Generasi Rusak Terbajak Potensinya oleh Sekulerisme
CFW adalah sekelumit potret perusakan generasi dan pembajakan potensi anak semakin masif saat ini. Dengan alasan tren mode dan ekonomi kreatif anak muda, juga agar bisa melepas lelah setelah 5 hari belajar, CFW dianggap aktifitas yang menyalurkan potensi anak muda. Inilah bukti generasi muda yang krisis identitas. Bagaimana mungkin anak muda lebih suka putus sekolah demi mencari uang untuk membantu keluarga, tidur di jalanan dan tidak pulang ke rumah, mementingkan tren mode dalam pergaulan, lebih suka mencari uang dengan cara mudah tanpa peduli mengumbar aurat, bahkan terjebak pacaran dan pergaulan bebas (LGBT).
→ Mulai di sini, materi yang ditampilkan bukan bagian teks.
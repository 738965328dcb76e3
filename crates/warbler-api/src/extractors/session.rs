//! Session extractor
//!
//! Resolves the inbound session token to a `SessionContext` once per request.
//! The token is read from the session cookie, falling back to an
//! `Authorization: Bearer` header for non-browser clients.

use axum::{
    async_trait,
    extract::{FromRef, FromRequestParts},
    http::request::Parts,
};
use axum_extra::{
    extract::CookieJar,
    headers::{authorization::Bearer, Authorization},
    TypedHeader,
};
use warbler_core::{DomainError, SessionContext, Snowflake};
use warbler_service::AuthService;

use crate::response::ApiError;
use crate::state::AppState;

/// Identity of the caller, `Anonymous` when no usable session was presented
#[derive(Debug, Clone)]
pub struct CurrentSession {
    pub context: SessionContext,
    /// Raw token as presented, kept so logout can revoke it
    pub token: Option<String>,
}

impl CurrentSession {
    pub fn anonymous() -> Self {
        Self {
            context: SessionContext::Anonymous,
            token: None,
        }
    }

    /// The signed-in user, or `Unauthenticated`
    pub fn require_auth(&self) -> Result<Snowflake, DomainError> {
        self.context.require_auth()
    }
}

#[async_trait]
impl<S> FromRequestParts<S> for CurrentSession
where
    S: Send + Sync,
    AppState: FromRef<S>,
{
    type Rejection = ApiError;

    async fn from_request_parts(parts: &mut Parts, state: &S) -> Result<Self, Self::Rejection> {
        let app_state = AppState::from_ref(state);

        let from_cookie = CookieJar::from_headers(&parts.headers)
            .get(app_state.cookie_name())
            .map(|cookie| cookie.value().to_owned());

        let token = match from_cookie {
            Some(token) => Some(token),
            None => TypedHeader::<Authorization<Bearer>>::from_request_parts(parts, state)
                .await
                .ok()
                .map(|TypedHeader(Authorization(bearer))| bearer.token().to_owned()),
        };

        let Some(token) = token.filter(|t| !t.is_empty()) else {
            return Ok(Self::anonymous());
        };

        let context = AuthService::new(app_state.service_context())
            .resolve_session(&token)
            .await?;

        Ok(Self {
            context,
            token: Some(token),
        })
    }
}
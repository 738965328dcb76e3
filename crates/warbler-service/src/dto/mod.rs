//! Data transfer objects for API requests and responses

pub mod mappers;
pub mod requests;
pub mod responses;

pub use requests::{CreateMessageRequest, LoginRequest, SignupRequest};
pub use responses::{
    CurrentUserResponse, FollowListResponse, HealthResponse, MessageResponse, ProfileResponse,
    SessionGrant, TimelineResponse, UserResponse,
};
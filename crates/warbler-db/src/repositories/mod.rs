//! Repository implementations
//!
//! PostgreSQL implementations of the repository traits defined in warbler-core.

mod error;
mod follow;
mod message;
mod user;

pub use follow::PgFollowRepository;
pub use message::PgMessageRepository;
pub use user::PgUserRepository;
Di sisi lain anak kerap menjadi korban kekerasan seksual, korban dari kerapuhan institusi keluarga, hingga tindak kriminalitas seperti mencuri, tawuran, merokok hingga penyalahgunaan narkoba. Fenomena yang meperkelam potret kehidupan generasi di bawah sistem sekulerisme.
Sekularisme meniadakan agama dalam mengatur kehidupan. Akibatnya, generasi kehilangan jati diri, terbawa arus gaya hidup sekuler liberal. Maraknya kasus hanyalah efek samping sistem pendidikan sekuler.
Sebab pertama, sistem pendidikan sekuler tidak menjadikan kesalehan dan ketakwaan generasi (berdasarkan aqidah Islam) sebagai dasar utama ketika menyiapkan perangkat sistem dan kurikulum pendidikan. Sebaliknya, Kurikulum Merdeka dilaksanakan dalam membentuk profil Pelajar Pancasila. Setangguh apa profil Pelajar Pancasila mencegah perilaku amoral dan tabiat perundungan? Membentuk pribadi saleh dan takwa mestinya dilihat dari perspektif Islam, bukan mencampuradukkan dengan pemikiran Barat seperti moderasi agama. Krisis identitas terjadi karena kurikulum sekuler. Anak-anak membutuhkan penanaman akidah Islam yang kuat serta pengamalan aturan Islam dalam kehidupan mereka. Dengan akidah inilah anak tidak akan mudah terombang-ambing dengan budaya dan pemikiran asing yang bertentangan dengan Islam.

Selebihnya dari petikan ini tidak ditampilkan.